You just have to know how to do it, and be inspired to do it. With knowledge, eating properly becomes second
nature. Food as medicine, when it tastes good, is a delight to swallow!
Free-loaders and party-poopers
Free radicals are like free-loaders at a party. No one really invited them, but they got through the door
and now they're looking for someone to hitch up with. The thing is, they're no good on their own, and unless
they get a date pretty quickly, they'll fade into the shadows and never be seen again.
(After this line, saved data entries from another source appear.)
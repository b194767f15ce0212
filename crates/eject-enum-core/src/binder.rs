//! Per-scope declaration tables.
//!
//! The binder records, for every scope of a file, which names its statements
//! declare and what kind of declaration each one is. Qualified type names
//! (`E.M`) and enum qualifiers in member initializers are resolved against
//! these tables lexically, walking up the scope chain.

use eject_enum_parser::{DeclarationKind, Node, NodeArena, NodeIndex};
use rustc_hash::FxHashMap;
use smallvec::SmallVec;
use tracing::trace;

/// One declaration of a name in a scope.
#[derive(Clone, Copy, Debug, PartialEq, Eq)]
pub struct ScopeSymbol {
    pub kind: DeclarationKind,
    /// The declaring statement or enum.
    pub node: NodeIndex,
}

type SymbolTable = FxHashMap<String, SmallVec<[ScopeSymbol; 1]>>;

#[derive(Debug, Default)]
pub struct FileBinder {
    scopes: FxHashMap<NodeIndex, SymbolTable>,
    parents: FxHashMap<NodeIndex, NodeIndex>,
}

impl FileBinder {
    /// Bind every scope reachable from the file scope of `source_file`.
    pub fn bind(arena: &NodeArena, source_file: NodeIndex) -> FileBinder {
        let mut binder = FileBinder::default();
        let Some(file) = arena.get_source_file(source_file) else {
            return binder;
        };

        let mut pending = vec![file.scope];
        while let Some(scope) = pending.pop() {
            let Some(data) = arena.get_scope(scope) else {
                continue;
            };
            binder.parents.insert(scope, data.parent);
            let table = binder.scopes.entry(scope).or_default();
            for &statement in &data.statements {
                match arena.get(statement) {
                    Some(Node::Enum(decl)) => {
                        table
                            .entry(decl.name.clone())
                            .or_default()
                            .push(ScopeSymbol {
                                kind: DeclarationKind::Enum,
                                node: statement,
                            });
                    }
                    Some(Node::Statement(stmt)) => {
                        for declared in &stmt.declarations {
                            table
                                .entry(declared.name.clone())
                                .or_default()
                                .push(ScopeSymbol {
                                    kind: declared.kind,
                                    node: statement,
                                });
                        }
                    }
                    _ => {}
                }
                pending.extend(arena.child_scopes(statement));
            }
        }
        trace!(scopes = binder.scopes.len(), "bound file scopes");
        binder
    }

    /// Declarations of `name` made directly in `scope`.
    pub fn declarations(&self, scope: NodeIndex, name: &str) -> &[ScopeSymbol] {
        self.scopes
            .get(&scope)
            .and_then(|table| table.get(name))
            .map_or(&[][..], |symbols| symbols.as_slice())
    }

    /// Resolve `name` as the qualifier of a type name, starting at `scope`.
    ///
    /// Returns the enum the name denotes, or `None` when the nearest
    /// declaration with namespace meaning is not an enum.
    pub fn resolve_enum(&self, scope: NodeIndex, name: &str) -> Option<NodeIndex> {
        let mut current = scope;
        while current.is_some() {
            let symbols = self.declarations(current, name);
            if let Some(symbol) = symbols.iter().find(|s| s.kind == DeclarationKind::Enum) {
                return Some(symbol.node);
            }
            if symbols.iter().any(|s| s.kind.has_namespace_meaning()) {
                return None;
            }
            current = self
                .parents
                .get(&current)
                .copied()
                .unwrap_or(NodeIndex::NONE);
        }
        None
    }

    /// Declarations of the value `name` as seen from `scope`: those of the
    /// nearest enclosing scope that declares it with a value meaning.
    pub fn resolve_value(&self, scope: NodeIndex, name: &str) -> &[ScopeSymbol] {
        let mut current = scope;
        while current.is_some() {
            let symbols = self.declarations(current, name);
            if symbols.iter().any(|s| s.kind.has_value_meaning()) {
                return symbols;
            }
            current = self
                .parents
                .get(&current)
                .copied()
                .unwrap_or(NodeIndex::NONE);
        }
        &[]
    }

    /// Whether `name` is declared more than once as an enum or namespace in
    /// `scope`, so the declarations merge.
    pub fn is_merged(&self, scope: NodeIndex, name: &str) -> bool {
        self.declarations(scope, name)
            .iter()
            .filter(|s| matches!(s.kind, DeclarationKind::Enum | DeclarationKind::Namespace))
            .count()
            > 1
    }
}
Free radicals latch onto the nearest molecule, they're not fussy. Then they start their attack, eventually
destroying the DNA of the cell they attached themselves to. The damaged cell can then replicate itself with
serious consequences.
Free radicals cause cardiovascular disease, heart disease, cancer, and much more. They're a serious threat
to good health and long life – oh yes, they're responsible for premature aging too!
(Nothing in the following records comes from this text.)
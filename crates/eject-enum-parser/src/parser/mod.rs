pub mod base;
pub use base::{NodeIndex, TextSpan};

pub mod node;
pub use node::*;

mod node_arena;
pub use node_arena::NodeArena;

pub mod state;
pub use state::{ParseDiagnostic, ParserState};

mod state_expressions;
mod state_members;
mod state_statements;
mod state_types;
It's impossible to avoid free radicals, as the body produces them as it creates energy. They are also formed
through stress and illness, and we absorb them through sunlight and radiation (X-rays), pollution and smoking
(including passive smoking). But a lot come via what we ingest, and that's perhaps the easiest part for us
to control.
Free radicals are present in fried foods (foods you buy as well as food you fry at home), some refined foods
(commercially made biscuits, cakes, puddings, crackers, white bread), snack foods such as potato crisps, and
margarine or hydrogenated products, food preservatives and peroxides, among other things.
Fortunately, the body has its own weaponry (antioxidants), to kill off the bad guys, and it does a pretty
smart job of it – back to the party analogy, they're like your parents coming in and telling you the party's
over. Antioxidants neutralise free radicals and stop them damaging our bodies.
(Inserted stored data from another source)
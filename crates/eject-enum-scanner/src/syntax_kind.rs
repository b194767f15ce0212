//! Token kinds produced by the scanner.

use once_cell::sync::Lazy;
use rustc_hash::FxHashMap;

#[repr(u16)]
#[derive(Clone, Copy, Debug, PartialEq, Eq, Hash)]
pub enum SyntaxKind {
    Unknown,
    EndOfFileToken,

    // Literals
    NumericLiteral,
    BigIntLiteral,
    StringLiteral,
    RegularExpressionLiteral,
    NoSubstitutionTemplateLiteral,
    TemplateHead,
    TemplateMiddle,
    TemplateTail,
    /// A complete JSX element or fragment, scanned as one opaque token.
    JsxElement,

    // Names
    Identifier,
    PrivateIdentifier,

    // Punctuation
    OpenBraceToken,
    CloseBraceToken,
    OpenParenToken,
    CloseParenToken,
    OpenBracketToken,
    CloseBracketToken,
    DotToken,
    DotDotDotToken,
    SemicolonToken,
    CommaToken,
    QuestionDotToken,
    LessThanToken,
    GreaterThanToken,
    LessThanEqualsToken,
    GreaterThanEqualsToken,
    EqualsEqualsToken,
    ExclamationEqualsToken,
    EqualsEqualsEqualsToken,
    ExclamationEqualsEqualsToken,
    EqualsGreaterThanToken,
    PlusToken,
    MinusToken,
    AsteriskToken,
    AsteriskAsteriskToken,
    SlashToken,
    PercentToken,
    PlusPlusToken,
    MinusMinusToken,
    LessThanLessThanToken,
    GreaterThanGreaterThanToken,
    GreaterThanGreaterThanGreaterThanToken,
    AmpersandToken,
    BarToken,
    CaretToken,
    ExclamationToken,
    TildeToken,
    AmpersandAmpersandToken,
    BarBarToken,
    QuestionToken,
    ColonToken,
    AtToken,
    QuestionQuestionToken,

    // Assignments
    EqualsToken,
    PlusEqualsToken,
    MinusEqualsToken,
    AsteriskEqualsToken,
    AsteriskAsteriskEqualsToken,
    SlashEqualsToken,
    PercentEqualsToken,
    LessThanLessThanEqualsToken,
    GreaterThanGreaterThanEqualsToken,
    GreaterThanGreaterThanGreaterThanEqualsToken,
    AmpersandEqualsToken,
    BarEqualsToken,
    CaretEqualsToken,
    BarBarEqualsToken,
    AmpersandAmpersandEqualsToken,
    QuestionQuestionEqualsToken,

    // Reserved words
    BreakKeyword,
    CaseKeyword,
    CatchKeyword,
    ClassKeyword,
    ConstKeyword,
    ContinueKeyword,
    DebuggerKeyword,
    DefaultKeyword,
    DeleteKeyword,
    DoKeyword,
    ElseKeyword,
    EnumKeyword,
    ExportKeyword,
    ExtendsKeyword,
    FalseKeyword,
    FinallyKeyword,
    ForKeyword,
    FunctionKeyword,
    IfKeyword,
    ImportKeyword,
    InKeyword,
    InstanceOfKeyword,
    NewKeyword,
    NullKeyword,
    ReturnKeyword,
    SuperKeyword,
    SwitchKeyword,
    ThisKeyword,
    ThrowKeyword,
    TrueKeyword,
    TryKeyword,
    TypeOfKeyword,
    VarKeyword,
    VoidKeyword,
    WhileKeyword,
    WithKeyword,

    // Contextual keywords
    AbstractKeyword,
    AccessorKeyword,
    AsKeyword,
    AssertsKeyword,
    AsyncKeyword,
    AwaitKeyword,
    DeclareKeyword,
    GetKeyword,
    GlobalKeyword,
    ImplementsKeyword,
    InferKeyword,
    InterfaceKeyword,
    IsKeyword,
    KeyOfKeyword,
    LetKeyword,
    ModuleKeyword,
    NamespaceKeyword,
    OfKeyword,
    OverrideKeyword,
    PackageKeyword,
    PrivateKeyword,
    ProtectedKeyword,
    PublicKeyword,
    ReadonlyKeyword,
    RequireKeyword,
    SatisfiesKeyword,
    SetKeyword,
    StaticKeyword,
    TypeKeyword,
    UniqueKeyword,
    UsingKeyword,
    YieldKeyword,
}

static TEXT_TO_KEYWORD: Lazy<FxHashMap<&'static str, SyntaxKind>> = Lazy::new(|| {
    use SyntaxKind::*;
    [
        ("break", BreakKeyword),
        ("case", CaseKeyword),
        ("catch", CatchKeyword),
        ("class", ClassKeyword),
        ("const", ConstKeyword),
        ("continue", ContinueKeyword),
        ("debugger", DebuggerKeyword),
        ("default", DefaultKeyword),
        ("delete", DeleteKeyword),
        ("do", DoKeyword),
        ("else", ElseKeyword),
        ("enum", EnumKeyword),
        ("export", ExportKeyword),
        ("extends", ExtendsKeyword),
        ("false", FalseKeyword),
        ("finally", FinallyKeyword),
        ("for", ForKeyword),
        ("function", FunctionKeyword),
        ("if", IfKeyword),
        ("import", ImportKeyword),
        ("in", InKeyword),
        ("instanceof", InstanceOfKeyword),
        ("new", NewKeyword),
        ("null", NullKeyword),
        ("return", ReturnKeyword),
        ("super", SuperKeyword),
        ("switch", SwitchKeyword),
        ("this", ThisKeyword),
        ("throw", ThrowKeyword),
        ("true", TrueKeyword),
        ("try", TryKeyword),
        ("typeof", TypeOfKeyword),
        ("var", VarKeyword),
        ("void", VoidKeyword),
        ("while", WhileKeyword),
        ("with", WithKeyword),
        ("abstract", AbstractKeyword),
        ("accessor", AccessorKeyword),
        ("as", AsKeyword),
        ("asserts", AssertsKeyword),
        ("async", AsyncKeyword),
        ("await", AwaitKeyword),
        ("declare", DeclareKeyword),
        ("get", GetKeyword),
        ("global", GlobalKeyword),
        ("implements", ImplementsKeyword),
        ("infer", InferKeyword),
        ("interface", InterfaceKeyword),
        ("is", IsKeyword),
        ("keyof", KeyOfKeyword),
        ("let", LetKeyword),
        ("module", ModuleKeyword),
        ("namespace", NamespaceKeyword),
        ("of", OfKeyword),
        ("override", OverrideKeyword),
        ("package", PackageKeyword),
        ("private", PrivateKeyword),
        ("protected", ProtectedKeyword),
        ("public", PublicKeyword),
        ("readonly", ReadonlyKeyword),
        ("require", RequireKeyword),
        ("satisfies", SatisfiesKeyword),
        ("set", SetKeyword),
        ("static", StaticKeyword),
        ("type", TypeKeyword),
        ("unique", UniqueKeyword),
        ("using", UsingKeyword),
        ("yield", YieldKeyword),
    ]
    .into_iter()
    .collect()
});

pub fn text_to_keyword(text: &str) -> Option<SyntaxKind> {
    TEXT_TO_KEYWORD.get(text).copied()
}

pub fn is_keyword(kind: SyntaxKind) -> bool {
    (kind as u16) >= (SyntaxKind::BreakKeyword as u16)
}

/// Reserved words can never be used as identifiers in expressions.
pub fn is_reserved_word(kind: SyntaxKind) -> bool {
    let value = kind as u16;
    value >= SyntaxKind::BreakKeyword as u16 && value <= SyntaxKind::WithKeyword as u16
}

pub fn is_contextual_keyword(kind: SyntaxKind) -> bool {
    (kind as u16) >= (SyntaxKind::AbstractKeyword as u16)
}

/// Identifier, or a contextual keyword used as one.
pub fn is_identifier_like(kind: SyntaxKind) -> bool {
    kind == SyntaxKind::Identifier || is_contextual_keyword(kind)
}

/// Anything usable as a property name after `.` or in a member list.
pub fn is_identifier_or_keyword(kind: SyntaxKind) -> bool {
    kind == SyntaxKind::Identifier || kind == SyntaxKind::PrivateIdentifier || is_keyword(kind)
}

pub fn is_assignment_operator(kind: SyntaxKind) -> bool {
    let value = kind as u16;
    value >= SyntaxKind::EqualsToken as u16
        && value <= SyntaxKind::QuestionQuestionEqualsToken as u16
}

pub fn is_template_continuation(kind: SyntaxKind) -> bool {
    matches!(kind, SyntaxKind::TemplateMiddle | SyntaxKind::TemplateTail)
}

/// Binary operator precedence, higher binds tighter. `None` for tokens that
/// are not binary operators.
pub fn binary_operator_precedence(kind: SyntaxKind) -> Option<u8> {
    use SyntaxKind::*;
    let precedence = match kind {
        QuestionQuestionToken => 1,
        BarBarToken => 2,
        AmpersandAmpersandToken => 3,
        BarToken => 4,
        CaretToken => 5,
        AmpersandToken => 6,
        EqualsEqualsToken
        | ExclamationEqualsToken
        | EqualsEqualsEqualsToken
        | ExclamationEqualsEqualsToken => 7,
        LessThanToken
        | GreaterThanToken
        | LessThanEqualsToken
        | GreaterThanEqualsToken
        | InstanceOfKeyword
        | InKeyword => 8,
        LessThanLessThanToken
        | GreaterThanGreaterThanToken
        | GreaterThanGreaterThanGreaterThanToken => 9,
        PlusToken | MinusToken => 10,
        AsteriskToken | SlashToken | PercentToken => 11,
        AsteriskAsteriskToken => 12,
        _ => return None,
    };
    Some(precedence)
}

/// Tokens after which a `/` starts a division rather than a regular
/// expression, and a `<` cannot start a JSX element.
pub fn can_end_expression(kind: SyntaxKind) -> bool {
    use SyntaxKind::*;
    match kind {
        Identifier
        | PrivateIdentifier
        | NumericLiteral
        | BigIntLiteral
        | StringLiteral
        | RegularExpressionLiteral
        | NoSubstitutionTemplateLiteral
        | TemplateTail
        | JsxElement
        | CloseParenToken
        | CloseBracketToken
        | CloseBraceToken
        | PlusPlusToken
        | MinusMinusToken
        | ThisKeyword
        | SuperKeyword
        | TrueKeyword
        | FalseKeyword
        | NullKeyword => true,
        AwaitKeyword | YieldKeyword | OfKeyword => false,
        _ => is_contextual_keyword(kind),
    }
}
But it's always a delicate balance, and any of those factors mentioned (stress, illness, pollution,
bad diet, smoking, etc) can upset the system.
Antioxidants are to be found in abundance in fresh fruit and vegetables, dried fruits, herbs, garlic,
chillies, ginger, cereals, wholemeal or wholegrain bread, nuts, seeds, pulses, seafood – especially oily
deep water fish, extra virgin olive oil, dark chocolate and cocoa, coffee, tea, beer, fruit juice, red
wine and white wine (less than in red wine) and much more.
In other words, you can still have a party but you get to choose who you invite!
The most common antioxidants in food are Vitamin C (in fruit and vegetables); Vitamin E (in nuts,
whole grains and vegetable oils such as olive oil and avocado); carotenoids, such as beta-carotene
(in orange and yellow fruit and vegetables and green vegetables) and lycopene (in tomatoes); flavonoids
and phenolic acids (in fruit and vegetables, chocolate, tea, red wine and red grapes); and sulphur
compounds (in garlic, onions, broccoli and Brussels sprouts).
Eat Your Coloureds
No longer should we say 'eat your greens'. Part of the balancing act is eating greens (broccoli, cabbage),
reds (berries, plums), purples (red cabbage, eggplant), and oranges/yellows (carrots, persimmons).
Fruits and vegetables that are coloured all the way through, such as blueberries and beetroot, rather than
just on the skin, such as apple, are better for you because they contain more antioxidants.
Health Tips
- Try to eat the skin of fruits and vegetables if possible, i.e. apple skins, because they
contain antioxidants.
- Use olive oil rather than butter in cooking.
- If you drink tea made from tealeaves, have it in between meals, not with food (drinking tea with a
meal will interfere with iron absorption from plant foods).
- Use herbs, nuts and seeds to provide a range of nutrients.
- Make big pots of homemade soup with a variety of vegetables.
- Whenever possible, steam vegetables rather than boiling them, to retain the water-soluble antioxidants
such as vitamin C.
- Amazingly, processing, freezing and canning often improve the level of goodness in some foods because
the antioxidants change into a form which is more easily absorbed by us (for example carotenoids found
in tomato paste or canned tomatoes have more available lycopene than those in fresh tomatoes).